Exercise : Recursive structures
  • Copy the type type ('a,'b) decision = | Result of 'b | Test of ('a -> bool) * ('a, 'b) decision * ('a, 'b) decision
    • It represents a decision diagram (or decision procedure).
    • It is a binary tree, where nodes are tests (like a IF), and leaves are results. In a node, Test (f, left, right) f is a predicate (a condition), the left subtree corresponds to the THEN branch, and the right subtree to the ELSE branch.
    • The type 'b is the type of results, whereas 'a is the type of the argument being tested.
    • Look at these examples to understand this type structure.
    let decision1 = Test ( (fun x -> x > 10), Result "Greater than 10", Result "Smaller or equal to 10" ) let decision2 = Test ( (fun x -> x < 100), decision1, Result "Big" ) (* decision1 is a subtree of decision2. *) let decision3 = Test ( (fun x -> x < 0), Result "Negative", decision2 ) (* decision2 is a subtree of decision3 *) Decision diagram
  • Write a function apply_decision : α → (α, β) decision → β which takes a value and a decision tree and returns the result found by applying the tree to the value.
    apply_decision 0 decision3 "Smaller or equal to 10"
    apply_decision (-5) decision3 "Negative"
    apply_decision 99 decision3 "Greater than 10"
    apply_decision 100 decision3 "Big"
  • Write a function map_decision : (α → β) → (γ, α) decision → (γ, β) decision such that map_decision f tree maps all results in the tree using the function f.
    map_decision String.length decision3 decision3, where results are ints instead of strings
    apply_decision 0 (map_decision String.length decision3) 22
    apply_decision 100 (map_decision String.length decision3) 3
  • Write a function get_results : (α, β) decision → β list which returns a list of all results contained in the tree.
    get_results decision3 [ "Big" ; "Smaller or equal to 10" ; "Greater than 10" ; "Negative" ]
    You may consider creating an auxiliary function with an accumulator.
  • Write a function invert : (α, β) decision → (α, β) decision which inverts conditions and switches left and right subtrees (so that the decision procedure is equivalent). decision3 should become:
    Inverted decision diagram
    let decision4 = invert decision3 Check that the tree is different from decision3.

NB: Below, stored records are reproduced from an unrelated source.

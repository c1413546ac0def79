//! Custom Axum extractors.

pub mod rejection;
pub mod setup_token;

pub use rejection::{JsonBody, PathParams, QueryParams};
pub use setup_token::{SetupToken, SETUP_TOKEN_HEADER};
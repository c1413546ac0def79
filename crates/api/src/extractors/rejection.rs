//! JSON, query and path extractors whose rejections use the API error body.

use axum::{
    async_trait,
    extract::{FromRequest, FromRequestParts, Path, Query, Request},
    http::request::Parts,
    Json,
};
use serde::de::DeserializeOwned;

use crate::error::ApiError;

/// `Json<T>` that rejects with a 400 `ApiError`.
#[derive(Debug, Clone, Copy, Default)]
pub struct JsonBody<T>(pub T);

#[async_trait]
impl<S, T> FromRequest<S> for JsonBody<T>
where
    T: DeserializeOwned,
    S: Send + Sync,
{
    type Rejection = ApiError;

    async fn from_request(req: Request, state: &S) -> Result<Self, Self::Rejection> {
        Json::<T>::from_request(req, state)
            .await
            .map(|Json(value)| JsonBody(value))
            .map_err(|rejection| ApiError::Validation(rejection.body_text()))
    }
}

/// `Query<T>` that rejects with a 400 `ApiError`.
#[derive(Debug, Clone, Copy, Default)]
pub struct QueryParams<T>(pub T);

#[async_trait]
impl<S, T> FromRequestParts<S> for QueryParams<T>
where
    T: DeserializeOwned,
    S: Send + Sync,
{
    type Rejection = ApiError;

    async fn from_request_parts(parts: &mut Parts, state: &S) -> Result<Self, Self::Rejection> {
        Query::<T>::from_request_parts(parts, state)
            .await
            .map(|Query(value)| QueryParams(value))
            .map_err(|rejection| ApiError::Validation(rejection.body_text()))
    }
}

/// `Path<T>` that rejects a malformed segment with a 400 `ApiError`.
#[derive(Debug, Clone, Copy, Default)]
pub struct PathParams<T>(pub T);

#[async_trait]
impl<S, T> FromRequestParts<S> for PathParams<T>
where
    T: DeserializeOwned + Send,
    S: Send + Sync,
{
    type Rejection = ApiError;

    async fn from_request_parts(parts: &mut Parts, state: &S) -> Result<Self, Self::Rejection> {
        Path::<T>::from_request_parts(parts, state)
            .await
            .map(|Path(value)| PathParams(value))
            .map_err(|rejection| ApiError::Validation(rejection.body_text()))
    }
}

#[cfg(test)]
mod tests {
    use super::*;
    use axum::{
        body::Body,
        http::StatusCode,
        response::IntoResponse,
        routing::{get, post},
        Router,
    };
    use serde::Deserialize;
    use tower::ServiceExt;
    use uuid::Uuid;

    #[derive(Deserialize)]
    struct Payload {
        name: String,
    }

    fn app() -> Router {
        Router::new().route(
            "/",
            post(|JsonBody(p): JsonBody<Payload>| async move { p.name.into_response() }),
        )
    }

    #[tokio::test]
    async fn test_malformed_json_is_bad_request_with_error_body() {
        let response = app()
            .oneshot(
                axum::http::Request::builder()
                    .method("POST")
                    .uri("/")
                    .header("content-type", "application/json")
                    .body(Body::from("{not json"))
                    .unwrap(),
            )
            .await
            .unwrap();

        assert_eq!(response.status(), StatusCode::BAD_REQUEST);
        let bytes = axum::body::to_bytes(response.into_body(), usize::MAX)
            .await
            .unwrap();
        let json: serde_json::Value = serde_json::from_slice(&bytes).unwrap();
        assert_eq!(json["code"], "validation_error");
        assert!(json["error"].is_string());
    }

    #[tokio::test]
    async fn test_valid_json_passes_through() {
        let response = app()
            .oneshot(
                axum::http::Request::builder()
                    .method("POST")
                    .uri("/")
                    .header("content-type", "application/json")
                    .body(Body::from(r#"{"name":"ropz"}"#))
                    .unwrap(),
            )
            .await
            .unwrap();

        assert_eq!(response.status(), StatusCode::OK);
    }

    #[tokio::test]
    async fn test_malformed_path_id_is_bad_request_with_error_body() {
        let app = Router::new().route(
            "/players/:id",
            get(|PathParams(id): PathParams<Uuid>| async move { id.to_string() }),
        );

        let response = app
            .clone()
            .oneshot(
                axum::http::Request::builder()
                    .uri("/players/not-a-uuid")
                    .body(Body::empty())
                    .unwrap(),
            )
            .await
            .unwrap();
        assert_eq!(response.status(), StatusCode::BAD_REQUEST);
        let bytes = axum::body::to_bytes(response.into_body(), usize::MAX)
            .await
            .unwrap();
        let json: serde_json::Value = serde_json::from_slice(&bytes).unwrap();
        assert_eq!(json["code"], "validation_error");

        let id = Uuid::new_v4();
        let response = app
            .oneshot(
                axum::http::Request::builder()
                    .uri(format!("/players/{}", id))
                    .body(Body::empty())
                    .unwrap(),
            )
            .await
            .unwrap();
        assert_eq!(response.status(), StatusCode::OK);
    }
}
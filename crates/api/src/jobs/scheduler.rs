//! Interval-based job runner with cooperative shutdown.

use async_trait::async_trait;
use std::sync::Arc;
use std::time::{Duration, Instant};
use tokio::sync::watch;
use tokio::task::JoinHandle;
use tracing::{debug, error, info, warn};

/// How often a job runs.
#[derive(Debug, Clone, Copy, PartialEq, Eq)]
pub enum JobFrequency {
    Seconds(u64),
    Minutes(u64),
}

impl JobFrequency {
    pub fn duration(&self) -> Duration {
        match self {
            JobFrequency::Seconds(secs) => Duration::from_secs(*secs),
            JobFrequency::Minutes(mins) => Duration::from_secs(*mins * 60),
        }
    }
}

/// A unit of periodic background work.
#[async_trait]
pub trait Job: Send + Sync {
    /// Name used in logs.
    fn name(&self) -> &'static str;

    fn frequency(&self) -> JobFrequency;

    async fn execute(&self) -> Result<(), String>;
}

/// Runs each registered job on its own interval until shut down.
pub struct JobScheduler {
    jobs: Vec<Arc<dyn Job>>,
    shutdown_tx: watch::Sender<bool>,
    handles: Vec<JoinHandle<()>>,
}

impl JobScheduler {
    pub fn new() -> Self {
        let (shutdown_tx, _) = watch::channel(false);
        Self {
            jobs: Vec::new(),
            shutdown_tx,
            handles: Vec::new(),
        }
    }

    pub fn register<J: Job + 'static>(&mut self, job: J) {
        self.jobs.push(Arc::new(job));
    }

    /// Spawns one task per job. The first run happens one period after start.
    pub fn start(&mut self) {
        info!(jobs = self.jobs.len(), "Starting job scheduler");

        for job in &self.jobs {
            let job = Arc::clone(job);
            let mut shutdown_rx = self.shutdown_tx.subscribe();

            self.handles.push(tokio::spawn(async move {
                let name = job.name();
                let mut interval = tokio::time::interval(job.frequency().duration());
                interval.tick().await;

                loop {
                    tokio::select! {
                        _ = interval.tick() => {
                            let start = Instant::now();
                            match job.execute().await {
                                Ok(()) => debug!(
                                    job = name,
                                    elapsed_ms = start.elapsed().as_millis() as u64,
                                    "Job completed"
                                ),
                                Err(e) => error!(
                                    job = name,
                                    elapsed_ms = start.elapsed().as_millis() as u64,
                                    error = %e,
                                    "Job failed"
                                ),
                            }
                        }
                        changed = shutdown_rx.changed() => {
                            if changed.is_err() || *shutdown_rx.borrow() {
                                debug!(job = name, "Job stopped");
                                break;
                            }
                        }
                    }
                }
            }));
        }
    }

    /// Signals every job to stop and waits up to `timeout` for them.
    pub async fn shutdown(self, timeout: Duration) {
        let _ = self.shutdown_tx.send(true);

        let join_all = async {
            for handle in self.handles {
                if let Err(e) = handle.await {
                    warn!(error = %e, "Job task panicked");
                }
            }
        };

        if tokio::time::timeout(timeout, join_all).await.is_err() {
            warn!(?timeout, "Job shutdown timed out");
        }
    }
}

impl Default for JobScheduler {
    fn default() -> Self {
        Self::new()
    }
}
//! Player repository for database operations.

use chrono::{DateTime, Utc};
use sqlx::PgPool;
use uuid::Uuid;

use crate::entities::PlayerEntity;
use crate::metrics::QueryTimer;

/// Repository for player-related database operations.
#[derive(Clone)]
pub struct PlayerRepository {
    pool: PgPool,
}

impl PlayerRepository {
    /// Creates a new PlayerRepository with the given connection pool.
    pub fn new(pool: PgPool) -> Self {
        Self { pool }
    }

    /// Add a player to a coach's roster.
    pub async fn create(
        &self,
        coach_id: Uuid,
        user_id: Option<Uuid>,
        player_name: &str,
        now: DateTime<Utc>,
    ) -> Result<PlayerEntity, sqlx::Error> {
        let timer = QueryTimer::new("create_player");
        let result = sqlx::query_as::<_, PlayerEntity>(
            r#"
            INSERT INTO players (coach_id, user_id, player_name, created_at, updated_at)
            VALUES ($1, $2, $3, $4, $4)
            RETURNING id, coach_id, user_id, player_name, created_at, updated_at
            "#,
        )
        .bind(coach_id)
        .bind(user_id)
        .bind(player_name)
        .bind(now)
        .fetch_one(&self.pool)
        .await;
        timer.record(&result);
        result
    }

    /// Find player by ID.
    pub async fn find_by_id(&self, id: Uuid) -> Result<Option<PlayerEntity>, sqlx::Error> {
        let timer = QueryTimer::new("find_player_by_id");
        let result = sqlx::query_as::<_, PlayerEntity>(
            r#"
            SELECT id, coach_id, user_id, player_name, created_at, updated_at
            FROM players
            WHERE id = $1
            "#,
        )
        .bind(id)
        .fetch_optional(&self.pool)
        .await;
        timer.record(&result);
        result
    }

    /// List a coach's players by name.
    pub async fn list_by_coach(&self, coach_id: Uuid) -> Result<Vec<PlayerEntity>, sqlx::Error> {
        let timer = QueryTimer::new("list_players_by_coach");
        let result = sqlx::query_as::<_, PlayerEntity>(
            r#"
            SELECT id, coach_id, user_id, player_name, created_at, updated_at
            FROM players
            WHERE coach_id = $1
            ORDER BY LOWER(player_name), created_at
            "#,
        )
        .bind(coach_id)
        .fetch_all(&self.pool)
        .await;
        timer.record(&result);
        result
    }

    /// Delete a player and, by cascade, their sessions.
    pub async fn delete(&self, id: Uuid) -> Result<u64, sqlx::Error> {
        let timer = QueryTimer::new("delete_player");
        let result = sqlx::query("DELETE FROM players WHERE id = $1")
            .bind(id)
            .execute(&self.pool)
            .await
            .map(|done| done.rows_affected());
        timer.record(&result);
        result
    }
}
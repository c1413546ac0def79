//! Request tracing middleware.
//!
//! Assigns every request an ID and runs the handler inside a span carrying it.

use axum::{
    body::Body,
    http::{header::HeaderName, Extensions, HeaderValue, Request},
    middleware::Next,
    response::Response,
};
use tracing::Instrument;
use uuid::Uuid;

/// Header name for request ID.
pub const REQUEST_ID_HEADER: &str = "x-request-id";

/// Request ID stored in request extensions.
#[derive(Debug, Clone)]
pub struct RequestId(pub String);

/// Middleware that extracts or generates a request ID.
///
/// An incoming `x-request-id` header is reused; otherwise a UUID v4 is
/// generated. The ID is stored in request extensions, echoed in the
/// response headers and attached to the request span.
pub async fn trace_id(mut req: Request<Body>, next: Next) -> Response {
    let request_id = req
        .headers()
        .get(REQUEST_ID_HEADER)
        .and_then(|v| v.to_str().ok())
        .filter(|s| !s.is_empty() && s.len() <= 128)
        .map(|s| s.to_string())
        .unwrap_or_else(|| Uuid::new_v4().to_string());

    req.extensions_mut().insert(RequestId(request_id.clone()));

    let span = tracing::info_span!(
        "request",
        request_id = %request_id,
        method = %req.method(),
        path = %req.uri().path(),
    );

    let start = std::time::Instant::now();
    let mut response = next.run(req).instrument(span.clone()).await;

    span.in_scope(|| {
        tracing::info!(
            status = response.status().as_u16(),
            duration_ms = start.elapsed().as_millis() as u64,
            "Request completed"
        );
    });

    if let Ok(header_value) = HeaderValue::from_str(&request_id) {
        response
            .headers_mut()
            .insert(HeaderName::from_static(REQUEST_ID_HEADER), header_value);
    }

    response
}

/// Extracts the request ID from request extensions.
pub fn get_request_id(extensions: &Extensions) -> String {
    extensions
        .get::<RequestId>()
        .map(|r| r.0.clone())
        .unwrap_or_else(|| "unknown".to_string())
}

#[cfg(test)]
mod tests {
    use super::*;
    use axum::{routing::get, Router};
    use tower::ServiceExt;

    fn app() -> Router {
        Router::new()
            .route(
                "/",
                get(|req: Request<Body>| async move { get_request_id(req.extensions()) }),
            )
            .layer(axum::middleware::from_fn(trace_id))
    }

    #[tokio::test]
    async fn test_generates_request_id() {
        let response = app()
            .oneshot(Request::builder().uri("/").body(Body::empty()).unwrap())
            .await
            .unwrap();

        let header = response.headers().get(REQUEST_ID_HEADER).unwrap();
        assert!(Uuid::parse_str(header.to_str().unwrap()).is_ok());
    }

    #[tokio::test]
    async fn test_reuses_incoming_request_id() {
        let response = app()
            .oneshot(
                Request::builder()
                    .uri("/")
                    .header(REQUEST_ID_HEADER, "req-123_abc")
                    .body(Body::empty())
                    .unwrap(),
            )
            .await
            .unwrap();

        assert_eq!(response.headers()[REQUEST_ID_HEADER], "req-123_abc");
        let body = axum::body::to_bytes(response.into_body(), usize::MAX)
            .await
            .unwrap();
        assert_eq!(&body[..], b"req-123_abc");
    }

    #[test]
    fn test_get_request_id_missing() {
        let extensions = Extensions::new();
        assert_eq!(get_request_id(&extensions), "unknown");
    }
}
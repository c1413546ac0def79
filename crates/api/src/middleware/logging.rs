//! Logging initialization and configuration.

use tracing_subscriber::{
    fmt::{self, format::FmtSpan},
    layer::SubscriberExt,
    util::SubscriberInitExt,
    EnvFilter,
};

use crate::config::LoggingConfig;

/// Builds the filter: `RUST_LOG` wins, otherwise the configured level with
/// sqlx statement logging capped at `warn`.
fn build_filter(config: &LoggingConfig) -> EnvFilter {
    EnvFilter::try_from_default_env()
        .unwrap_or_else(|_| EnvFilter::new(format!("{},sqlx=warn", config.level)))
}

/// Initializes the logging subsystem based on configuration.
///
/// `format = "json"` emits one JSON object per line; anything else uses the
/// pretty formatter. Safe to call twice: the second call is a no-op.
pub fn init_logging(config: &LoggingConfig) {
    let subscriber = tracing_subscriber::registry().with(build_filter(config));

    let result = match config.format.as_str() {
        "json" => {
            let json_layer = fmt::layer()
                .json()
                .with_span_events(FmtSpan::CLOSE)
                .with_current_span(true)
                .with_target(true);
            subscriber.with(json_layer).try_init()
        }
        _ => {
            let pretty_layer = fmt::layer()
                .pretty()
                .with_span_events(FmtSpan::CLOSE)
                .with_target(true);
            subscriber.with(pretty_layer).try_init()
        }
    };

    if result.is_err() {
        tracing::debug!("Global subscriber already installed");
    }
}

#[cfg(test)]
mod tests {
    use super::*;

    #[test]
    fn test_init_logging_twice_does_not_panic() {
        let config = LoggingConfig {
            level: "debug".to_string(),
            format: "pretty".to_string(),
        };
        init_logging(&config);
        init_logging(&config);
    }
}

    apply_decision 0 decision4 "Smaller or equal to 10"
    apply_decision (-5) decision4 "Negative"
    apply_decision 99 decision4 "Greater than 10"
    apply_decision 100 decision4 "Big"
Exercise : Exceptions
  • We consider a type edecision which is an extension of the type decision used in the exercise above:
    type ('a,'b) edecision = | Result of 'b | Test of ('a -> bool) * ('a, 'b) edecision * ('a, 'b) edecision | Error of exn | Catch of ('a, 'b) edecision * (exn -> bool) * ('a, 'b) edecision
  • The leaves Error e can now raise exceptions.
  • A new node Catch (sub, epred, branch) acts like a try..with block: the subtree sub is computed. If it raises an exception ex, two cases are considered:
    • If the exception ex satisfies the predicate epred, then branch is computed.
    • Otherwise, the exception is propagated (raised again).
  • Consider this example:
    let edecision1 = Test ( (fun x -> x > 10), Result "Greater than 10", Result "Smaller or equal to 10" ) let edecision2 = Test ( (fun x -> x < 100), edecision1, Error Not_found ) let edecision3 = Test ( (fun x -> x < 0), Error (Invalid_argument "Negative"), edecision2 ) let edecision4 = Catch ( edecision3, (function Not_found -> true | _ -> false), Result "Too big" ) Decision diagram
  • Write the function apply_edecision : α → (α, β) edecision → β which is similar to apply_decision, but handles also Error and Catch nodes.
    apply_edecision 0 edecision4 "Smaller or equal to 10"
    apply_edecision (-5) edecision4 Invalid_argument "Negative"
    apply_edecision 99 edecision4 "Greater than 10"
    apply_edecision 100 edecision4 "Too big"